Birth plans/preferences are great! They allow you to properly research your options in birth prior to going into labour, they allow you to fully immerse yourself in your birth and limit dialogue when you're trying to focus on your breathing & your body. They also provide you with confidence that your midwifery team are on your side and working with you.
They can too be a daunting thing to write, especially if it's your first baby. Well no worries, I've got you. Here's a quick guide on what you can/should include in your birth plan. Don't worry about how it looks, it's all about the content, and it can be as long or as short as you like (it's not a dissertation assignment with a word count :-)!)
If you're stuck, I do have a template that I give to my clients, reach out and I'd be happy to share it with you in PDF format.
Cover the essentials first -
You should always begin with the following, so that if there is no time to read anything else, the basics are covered
Estimated due date
Birth place choice
Important to know - this could be any allergies, quick overview of previous birth trauma, any issues in your pregnancy - basically anything you'd want the midwife to know above all else (your midwife will also have your pregnancy notes, but pull out key points here).
Birth partner details -
Sometimes things can kick off pretty quickly and when you least expect it (your baby chooses when it begins it's journey into the world, and it's not always convenient). Therefore you might find yourself in a position where your birth partner isn't with you when you arrive at hospital/your midwife gets to your home. You'll want them to take charge of getting them to you, and they will.
If they're with you from the offset, it's nice for your team to know his/her name :-)
What's your ideal birth environment? -
Detail how you'd like your environment to look and feel. Have LED tee lights you'd like to put around? Music/Playlist you'd like to play? Lights off/Dim lighting? Bed moved? All of this should be detailed down.
If you'd prefer not to be hooked up to monitoring unless absolutely needed, write this down. If you plan on rejecting vaginal examinations, write this down too. Don't worry, you can caveat with the line 'Unless the safety of baby or mum is in question, then proceed with the medical necessity' and you're always free to change your mind.
Pain relief -
You're totally within your right to change your mind on this too, but it's important to list how you feel about each kind of pain relief and what you'd ideally like to use/not use.

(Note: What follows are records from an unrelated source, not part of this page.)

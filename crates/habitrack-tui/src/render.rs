//! Pure view/render functions for the TUI.
//!
//! Functions here take `&AppState` by immutable reference and draw to a
//! ratatui Frame. They never mutate state or return effects.

use habitrack_core::alert::{Alert, Severity};
use habitrack_core::guard::Route;
use ratatui::Frame;
use ratatui::layout::{Constraint, Direction, Layout, Rect};
use ratatui::style::{Color, Modifier, Style};
use ratatui::text::{Line, Span};
use ratatui::widgets::Paragraph;

use crate::common::truncate_with_ellipsis;
use crate::overlays::OverlayExt;
use crate::overlays::render_utils::{InputHint, hint_line};
use crate::state::{AppState, TuiState};
use crate::{auth, habits, today};

const HEADER_HEIGHT: u16 = 1;
const ALERT_HEIGHT: u16 = 1;
const FOOTER_HEIGHT: u16 = 1;

pub const APP_NAME: &str = "habitrack";

/// Renders the entire TUI to the frame.
pub fn render(app: &AppState, frame: &mut Frame) {
    let area = frame.area();
    let state = &app.tui;

    let chunks = Layout::default()
        .direction(Direction::Vertical)
        .constraints([
            Constraint::Length(HEADER_HEIGHT),
            Constraint::Min(1),
            Constraint::Length(ALERT_HEIGHT),
            Constraint::Length(FOOTER_HEIGHT),
        ])
        .split(area);

    render_header(frame, state, chunks[0]);
    match state.route {
        Route::Login => auth::render_auth(frame, &state.auth, chunks[1]),
        Route::Today => today::render_today(frame, &state.today, chunks[1]),
        Route::Habits => habits::render_habits(frame, &state.habits, chunks[1]),
    }
    if let Some(alert) = state.alert.visible() {
        render_alert(frame, alert, chunks[2]);
    }
    render_footer(frame, state, chunks[3]);

    app.overlay.render(frame, area);
}

fn render_header(frame: &mut Frame, state: &TuiState, area: Rect) {
    let mut spans = vec![Span::styled(
        format!(" {APP_NAME} "),
        Style::default()
            .fg(Color::Black)
            .bg(Color::Cyan)
            .add_modifier(Modifier::BOLD),
    )];

    if let Some(username) = &state.username
        && state.route != Route::Login
    {
        let user = truncate_with_ellipsis(username, area.width.saturating_sub(30) as usize);
        spans.push(Span::raw("  "));
        spans.push(Span::styled(user, Style::default().fg(Color::White)));
        spans.push(Span::styled(" · ", Style::default().fg(Color::DarkGray)));
        spans.push(Span::styled(
            format!("{} pts", state.points.points()),
            Style::default()
                .fg(Color::Yellow)
                .add_modifier(Modifier::BOLD),
        ));
    }

    frame.render_widget(Paragraph::new(Line::from(spans)), area);
}

fn severity_color(severity: Severity) -> Color {
    match severity {
        Severity::Success => Color::Green,
        Severity::Info => Color::Cyan,
        Severity::Warning => Color::Yellow,
        Severity::Error => Color::Red,
    }
}

fn render_alert(frame: &mut Frame, alert: &Alert, area: Rect) {
    let color = severity_color(alert.severity);
    let message = truncate_with_ellipsis(&alert.message, area.width.saturating_sub(4) as usize);
    let line = Line::from(vec![
        Span::styled(" ▌ ", Style::default().fg(color)),
        Span::styled(message, Style::default().fg(color)),
    ]);
    frame.render_widget(Paragraph::new(line), area);
}

fn render_footer(frame: &mut Frame, state: &TuiState, area: Rect) {
    let hints: &[InputHint] = match state.route {
        // The login popup draws its own hints.
        Route::Login => return,
        Route::Today => &[
            InputHint::new("↑↓", "select"),
            InputHint::new("Enter", "done"),
            InputHint::new("h", "habits"),
            InputHint::new("r", "reload"),
            InputHint::new("L", "logout"),
            InputHint::new("q", "quit"),
        ],
        Route::Habits => &[
            InputHint::new("↑↓", "select"),
            InputHint::new("a", "add"),
            InputHint::new("d", "delete"),
            InputHint::new("t", "today"),
            InputHint::new("L", "logout"),
            InputHint::new("q", "quit"),
        ],
    };
    frame.render_widget(Paragraph::new(hint_line(hints, Color::Cyan)), area);
}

Positions for labour and birth -
If you want to be able to move around, say this (and you very likely will listen to your body and want to). If you'd like to bring your baby into the world kneeling, or squatting, or any "Upright, forward and open' positions you've learned, jot this down.
We always advocate listening to your body and where it wants to be, if you have this in your birth plan, it will likely prevent you going into 'patient mode' and immediately laying on your back in a hospital bed.
Birth variations -
If your ideal plan is to give birth in the water but things take a different turn, detail how you would like your environment to be, language used around you, utilisation of hypnobirthing aids, pain relief for all other types of birth. This includes c-sections and assisted delivery.
For a c-section you may wish to include that you'd like the curtain dropped, music playing, dim lighting, quiet conversation, certain words omitted, a gentle delivery. Your birth team will do all they can to accommodate your wishes.
The third stage -
This is often a quick one around coached pushing. If you'd prefer not to be told to/coached to push, write this down.
The Golden Hour -
This was my favourite part of my own birth plan, detailing all the things I wanted to happen after I had met my baby. I wanted to be fully dedicated to taking in every delicious moment with her rather than having to talk to any one, so this really helped.
Skin to skin - this is pretty much common practice now but put this first.
Delayed cord clamping - again often this will be automatic but pop it in any way.
Who cuts the cord?
Placenta delivery preference
Decision to breastfeed or not. If you'd like extra support, request it.
I always say to have a little section at the end where you can include anything else you think of nearer the time. This might be an alternative birth partner's details, a particular part of your labour you'd like to get extra care for/be totally left alone for, or any questions you'd like to ask after your birth.
It's always nice to say 'Thank you' to your midwife on your birth plan. Firstly for reading and taking note of your wishes, and secondly for the amazing care you'll receive.